### Work order
Some lines in the material below hold the word "verbose". Copy all of them.
== == ==
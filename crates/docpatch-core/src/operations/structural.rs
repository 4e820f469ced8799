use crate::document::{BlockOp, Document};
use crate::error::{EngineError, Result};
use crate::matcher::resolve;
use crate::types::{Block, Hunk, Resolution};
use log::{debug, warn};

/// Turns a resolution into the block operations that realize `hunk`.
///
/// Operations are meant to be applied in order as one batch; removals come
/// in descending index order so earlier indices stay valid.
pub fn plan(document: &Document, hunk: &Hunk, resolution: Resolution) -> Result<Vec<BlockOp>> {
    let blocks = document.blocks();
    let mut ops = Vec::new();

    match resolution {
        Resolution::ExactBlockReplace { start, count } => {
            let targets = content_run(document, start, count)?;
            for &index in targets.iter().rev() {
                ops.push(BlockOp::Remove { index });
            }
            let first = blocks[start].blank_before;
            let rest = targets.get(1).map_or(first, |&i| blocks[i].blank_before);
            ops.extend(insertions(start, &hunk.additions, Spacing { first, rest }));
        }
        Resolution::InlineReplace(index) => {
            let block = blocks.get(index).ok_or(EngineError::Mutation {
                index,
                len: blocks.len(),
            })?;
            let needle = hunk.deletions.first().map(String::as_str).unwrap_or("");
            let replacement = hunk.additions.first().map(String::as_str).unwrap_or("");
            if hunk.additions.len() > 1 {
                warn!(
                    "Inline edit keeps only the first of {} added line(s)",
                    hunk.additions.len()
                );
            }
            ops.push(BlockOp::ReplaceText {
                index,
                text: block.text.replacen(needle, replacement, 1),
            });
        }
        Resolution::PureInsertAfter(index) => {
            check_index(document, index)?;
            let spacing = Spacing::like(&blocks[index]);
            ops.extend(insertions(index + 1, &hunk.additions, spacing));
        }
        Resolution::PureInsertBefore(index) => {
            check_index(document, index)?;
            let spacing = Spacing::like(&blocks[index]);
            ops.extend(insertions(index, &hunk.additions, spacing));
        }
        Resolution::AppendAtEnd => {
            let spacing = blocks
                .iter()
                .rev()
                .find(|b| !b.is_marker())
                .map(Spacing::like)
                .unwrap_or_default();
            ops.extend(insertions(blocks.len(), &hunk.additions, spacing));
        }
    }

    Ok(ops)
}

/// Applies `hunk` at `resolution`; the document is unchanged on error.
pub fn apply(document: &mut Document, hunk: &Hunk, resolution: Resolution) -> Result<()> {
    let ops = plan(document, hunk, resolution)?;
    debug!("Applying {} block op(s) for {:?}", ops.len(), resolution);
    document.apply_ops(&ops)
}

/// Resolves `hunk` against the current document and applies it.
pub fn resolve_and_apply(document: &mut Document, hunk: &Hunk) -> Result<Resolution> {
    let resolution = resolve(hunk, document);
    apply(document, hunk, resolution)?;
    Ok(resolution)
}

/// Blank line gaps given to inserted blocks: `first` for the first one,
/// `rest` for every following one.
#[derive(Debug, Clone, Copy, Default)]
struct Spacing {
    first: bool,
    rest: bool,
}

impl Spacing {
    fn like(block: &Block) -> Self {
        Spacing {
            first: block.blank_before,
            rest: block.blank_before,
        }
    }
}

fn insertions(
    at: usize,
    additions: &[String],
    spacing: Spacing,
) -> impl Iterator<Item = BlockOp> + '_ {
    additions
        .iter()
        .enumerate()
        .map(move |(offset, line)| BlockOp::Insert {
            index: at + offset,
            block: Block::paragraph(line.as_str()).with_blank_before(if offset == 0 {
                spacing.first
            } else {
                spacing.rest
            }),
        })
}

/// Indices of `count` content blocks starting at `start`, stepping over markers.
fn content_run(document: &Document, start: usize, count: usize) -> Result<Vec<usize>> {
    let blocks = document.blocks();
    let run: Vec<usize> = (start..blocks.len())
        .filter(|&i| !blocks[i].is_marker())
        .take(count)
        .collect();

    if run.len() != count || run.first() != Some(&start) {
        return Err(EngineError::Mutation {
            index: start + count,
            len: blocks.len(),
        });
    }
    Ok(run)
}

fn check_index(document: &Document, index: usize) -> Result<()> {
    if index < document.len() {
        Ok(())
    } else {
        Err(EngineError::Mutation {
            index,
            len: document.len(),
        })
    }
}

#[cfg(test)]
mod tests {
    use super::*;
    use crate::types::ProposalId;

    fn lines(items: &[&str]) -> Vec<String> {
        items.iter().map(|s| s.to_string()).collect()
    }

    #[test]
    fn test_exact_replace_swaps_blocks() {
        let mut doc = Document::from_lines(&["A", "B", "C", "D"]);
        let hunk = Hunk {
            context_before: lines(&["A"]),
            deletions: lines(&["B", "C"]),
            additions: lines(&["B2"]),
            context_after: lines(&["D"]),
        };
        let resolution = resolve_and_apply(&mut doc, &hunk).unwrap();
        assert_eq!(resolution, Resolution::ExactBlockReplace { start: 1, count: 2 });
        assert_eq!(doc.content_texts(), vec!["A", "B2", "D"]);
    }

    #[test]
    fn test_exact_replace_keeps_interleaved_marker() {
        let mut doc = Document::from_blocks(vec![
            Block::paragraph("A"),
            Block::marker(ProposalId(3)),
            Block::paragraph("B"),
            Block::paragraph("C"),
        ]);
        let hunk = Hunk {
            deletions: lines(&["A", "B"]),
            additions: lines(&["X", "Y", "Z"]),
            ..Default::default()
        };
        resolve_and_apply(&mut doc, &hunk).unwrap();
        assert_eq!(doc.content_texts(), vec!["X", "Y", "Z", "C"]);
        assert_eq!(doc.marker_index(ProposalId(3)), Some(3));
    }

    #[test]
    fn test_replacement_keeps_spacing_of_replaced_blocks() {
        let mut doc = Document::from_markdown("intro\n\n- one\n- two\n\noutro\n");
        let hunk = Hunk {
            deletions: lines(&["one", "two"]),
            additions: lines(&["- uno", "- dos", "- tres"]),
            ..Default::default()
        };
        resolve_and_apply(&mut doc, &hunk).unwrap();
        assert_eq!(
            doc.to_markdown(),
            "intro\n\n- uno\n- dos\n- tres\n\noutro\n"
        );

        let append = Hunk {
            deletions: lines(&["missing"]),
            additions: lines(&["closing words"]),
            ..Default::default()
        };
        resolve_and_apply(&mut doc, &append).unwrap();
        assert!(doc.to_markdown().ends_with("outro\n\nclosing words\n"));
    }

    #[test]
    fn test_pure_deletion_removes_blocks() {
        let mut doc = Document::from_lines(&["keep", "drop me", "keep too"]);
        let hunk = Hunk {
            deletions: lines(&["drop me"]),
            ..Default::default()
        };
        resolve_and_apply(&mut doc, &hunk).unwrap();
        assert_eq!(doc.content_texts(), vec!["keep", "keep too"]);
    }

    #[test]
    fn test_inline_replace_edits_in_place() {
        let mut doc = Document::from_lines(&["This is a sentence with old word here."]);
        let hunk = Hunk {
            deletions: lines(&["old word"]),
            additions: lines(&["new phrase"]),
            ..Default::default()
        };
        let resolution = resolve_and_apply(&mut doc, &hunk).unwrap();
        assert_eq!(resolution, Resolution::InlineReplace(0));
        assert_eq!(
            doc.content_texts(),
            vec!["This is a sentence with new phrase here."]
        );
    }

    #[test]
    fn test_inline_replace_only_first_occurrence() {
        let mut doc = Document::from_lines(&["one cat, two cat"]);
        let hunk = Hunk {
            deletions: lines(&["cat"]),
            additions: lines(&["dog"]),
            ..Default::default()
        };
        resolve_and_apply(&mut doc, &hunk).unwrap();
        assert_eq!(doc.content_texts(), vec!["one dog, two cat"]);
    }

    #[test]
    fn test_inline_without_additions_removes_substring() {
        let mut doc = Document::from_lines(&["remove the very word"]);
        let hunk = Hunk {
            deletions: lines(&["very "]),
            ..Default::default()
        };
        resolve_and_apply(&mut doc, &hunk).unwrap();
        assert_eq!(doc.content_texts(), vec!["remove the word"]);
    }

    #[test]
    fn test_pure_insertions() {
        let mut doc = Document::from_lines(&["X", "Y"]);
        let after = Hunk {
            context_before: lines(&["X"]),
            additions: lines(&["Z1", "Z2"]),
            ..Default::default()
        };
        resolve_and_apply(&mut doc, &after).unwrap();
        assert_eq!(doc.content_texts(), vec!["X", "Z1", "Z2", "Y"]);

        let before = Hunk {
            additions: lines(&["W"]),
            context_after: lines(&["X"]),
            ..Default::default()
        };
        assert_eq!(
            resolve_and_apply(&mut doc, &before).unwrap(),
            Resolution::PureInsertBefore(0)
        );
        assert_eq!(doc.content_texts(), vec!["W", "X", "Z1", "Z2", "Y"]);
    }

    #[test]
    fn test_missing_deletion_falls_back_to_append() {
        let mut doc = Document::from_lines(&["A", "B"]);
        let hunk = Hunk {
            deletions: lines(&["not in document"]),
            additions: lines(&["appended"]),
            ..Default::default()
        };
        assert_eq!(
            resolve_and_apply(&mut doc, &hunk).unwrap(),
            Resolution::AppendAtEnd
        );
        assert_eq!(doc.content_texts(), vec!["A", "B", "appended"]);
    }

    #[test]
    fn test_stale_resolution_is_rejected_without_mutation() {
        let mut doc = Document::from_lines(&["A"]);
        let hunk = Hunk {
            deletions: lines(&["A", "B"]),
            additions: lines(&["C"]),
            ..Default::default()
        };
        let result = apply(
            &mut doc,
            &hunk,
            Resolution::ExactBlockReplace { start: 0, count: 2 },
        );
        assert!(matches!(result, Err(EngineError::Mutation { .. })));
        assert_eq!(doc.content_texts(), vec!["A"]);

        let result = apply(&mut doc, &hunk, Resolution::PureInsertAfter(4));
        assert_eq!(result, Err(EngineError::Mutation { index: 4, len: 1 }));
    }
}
== == ==
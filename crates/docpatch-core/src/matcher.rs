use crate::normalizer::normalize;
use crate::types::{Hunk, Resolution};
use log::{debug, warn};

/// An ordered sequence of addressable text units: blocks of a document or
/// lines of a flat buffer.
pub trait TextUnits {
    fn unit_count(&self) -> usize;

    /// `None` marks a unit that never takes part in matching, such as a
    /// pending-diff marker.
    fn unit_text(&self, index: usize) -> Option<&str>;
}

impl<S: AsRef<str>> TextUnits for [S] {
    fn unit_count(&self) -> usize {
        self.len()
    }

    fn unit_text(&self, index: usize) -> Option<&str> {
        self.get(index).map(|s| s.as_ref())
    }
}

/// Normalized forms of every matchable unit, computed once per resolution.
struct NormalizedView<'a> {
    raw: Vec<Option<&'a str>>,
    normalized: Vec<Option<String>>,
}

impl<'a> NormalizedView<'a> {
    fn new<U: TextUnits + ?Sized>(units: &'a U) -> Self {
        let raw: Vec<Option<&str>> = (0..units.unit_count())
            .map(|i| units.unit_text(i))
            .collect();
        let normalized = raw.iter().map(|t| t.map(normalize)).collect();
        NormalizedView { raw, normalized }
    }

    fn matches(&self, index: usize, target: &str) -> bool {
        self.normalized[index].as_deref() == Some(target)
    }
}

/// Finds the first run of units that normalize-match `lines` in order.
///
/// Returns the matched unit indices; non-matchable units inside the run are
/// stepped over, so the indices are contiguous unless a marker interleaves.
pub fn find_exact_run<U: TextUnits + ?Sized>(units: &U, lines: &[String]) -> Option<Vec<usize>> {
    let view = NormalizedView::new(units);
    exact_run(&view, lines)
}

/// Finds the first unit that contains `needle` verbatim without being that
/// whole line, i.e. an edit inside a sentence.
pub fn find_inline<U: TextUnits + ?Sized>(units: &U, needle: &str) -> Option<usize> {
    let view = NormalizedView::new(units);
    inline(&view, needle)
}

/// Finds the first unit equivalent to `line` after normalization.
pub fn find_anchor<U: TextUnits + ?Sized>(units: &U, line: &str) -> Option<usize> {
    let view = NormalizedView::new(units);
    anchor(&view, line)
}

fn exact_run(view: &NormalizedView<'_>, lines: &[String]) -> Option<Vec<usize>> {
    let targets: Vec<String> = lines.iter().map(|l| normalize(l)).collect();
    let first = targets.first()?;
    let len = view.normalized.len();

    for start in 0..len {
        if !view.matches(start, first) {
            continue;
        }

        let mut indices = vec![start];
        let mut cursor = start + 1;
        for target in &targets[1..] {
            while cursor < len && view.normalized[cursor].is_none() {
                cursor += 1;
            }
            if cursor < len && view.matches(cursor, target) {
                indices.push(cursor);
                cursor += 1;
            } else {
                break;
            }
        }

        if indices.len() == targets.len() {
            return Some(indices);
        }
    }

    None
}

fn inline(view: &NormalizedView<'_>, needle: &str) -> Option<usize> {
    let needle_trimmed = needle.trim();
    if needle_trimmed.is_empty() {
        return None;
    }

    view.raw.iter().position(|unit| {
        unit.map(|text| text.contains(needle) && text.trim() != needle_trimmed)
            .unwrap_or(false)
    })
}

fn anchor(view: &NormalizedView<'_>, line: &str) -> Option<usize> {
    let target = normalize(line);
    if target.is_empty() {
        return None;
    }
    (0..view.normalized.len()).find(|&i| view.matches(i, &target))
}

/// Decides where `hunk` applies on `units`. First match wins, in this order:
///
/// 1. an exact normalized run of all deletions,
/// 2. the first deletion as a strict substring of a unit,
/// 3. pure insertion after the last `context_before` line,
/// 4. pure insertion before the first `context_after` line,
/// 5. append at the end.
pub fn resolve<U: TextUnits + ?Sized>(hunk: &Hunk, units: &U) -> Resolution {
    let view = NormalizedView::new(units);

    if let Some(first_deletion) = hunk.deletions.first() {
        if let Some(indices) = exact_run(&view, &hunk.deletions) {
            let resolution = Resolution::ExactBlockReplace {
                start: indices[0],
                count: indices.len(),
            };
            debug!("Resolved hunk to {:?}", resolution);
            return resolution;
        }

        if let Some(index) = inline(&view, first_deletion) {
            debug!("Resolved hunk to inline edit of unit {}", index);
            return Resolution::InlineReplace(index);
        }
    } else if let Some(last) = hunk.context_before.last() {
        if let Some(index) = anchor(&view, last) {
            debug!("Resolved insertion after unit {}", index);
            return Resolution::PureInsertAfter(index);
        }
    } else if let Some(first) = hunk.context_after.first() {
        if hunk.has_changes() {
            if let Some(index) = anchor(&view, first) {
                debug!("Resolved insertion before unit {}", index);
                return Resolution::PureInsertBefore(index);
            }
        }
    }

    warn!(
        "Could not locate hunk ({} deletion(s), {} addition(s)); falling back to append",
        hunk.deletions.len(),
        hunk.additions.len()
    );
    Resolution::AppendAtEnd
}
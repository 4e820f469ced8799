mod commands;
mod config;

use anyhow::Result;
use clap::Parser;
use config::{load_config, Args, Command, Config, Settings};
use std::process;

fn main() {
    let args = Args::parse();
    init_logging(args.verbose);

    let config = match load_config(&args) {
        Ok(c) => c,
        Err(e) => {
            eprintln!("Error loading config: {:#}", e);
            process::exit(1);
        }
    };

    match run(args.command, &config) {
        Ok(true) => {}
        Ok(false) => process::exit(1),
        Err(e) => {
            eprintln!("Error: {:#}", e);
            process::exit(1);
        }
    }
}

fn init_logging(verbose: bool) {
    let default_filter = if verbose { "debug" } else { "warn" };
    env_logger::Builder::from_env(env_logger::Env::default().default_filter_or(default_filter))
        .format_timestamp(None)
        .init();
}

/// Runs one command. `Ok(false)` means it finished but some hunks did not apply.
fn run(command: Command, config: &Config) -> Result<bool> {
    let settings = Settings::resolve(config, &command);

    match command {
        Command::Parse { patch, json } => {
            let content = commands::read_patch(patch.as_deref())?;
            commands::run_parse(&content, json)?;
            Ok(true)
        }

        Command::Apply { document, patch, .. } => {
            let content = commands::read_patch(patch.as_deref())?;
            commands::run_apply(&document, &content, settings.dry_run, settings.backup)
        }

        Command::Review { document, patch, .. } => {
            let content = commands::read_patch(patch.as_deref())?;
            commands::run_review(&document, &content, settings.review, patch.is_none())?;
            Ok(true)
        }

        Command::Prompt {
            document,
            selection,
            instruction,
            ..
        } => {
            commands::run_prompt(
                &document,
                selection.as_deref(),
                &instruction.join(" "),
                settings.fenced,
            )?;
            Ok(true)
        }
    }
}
== == ==
### Exercise solution
    init_logging(args.verbose);
fn init_logging(verbose: bool) {
    let default_filter = if verbose { "debug" } else { "warn" };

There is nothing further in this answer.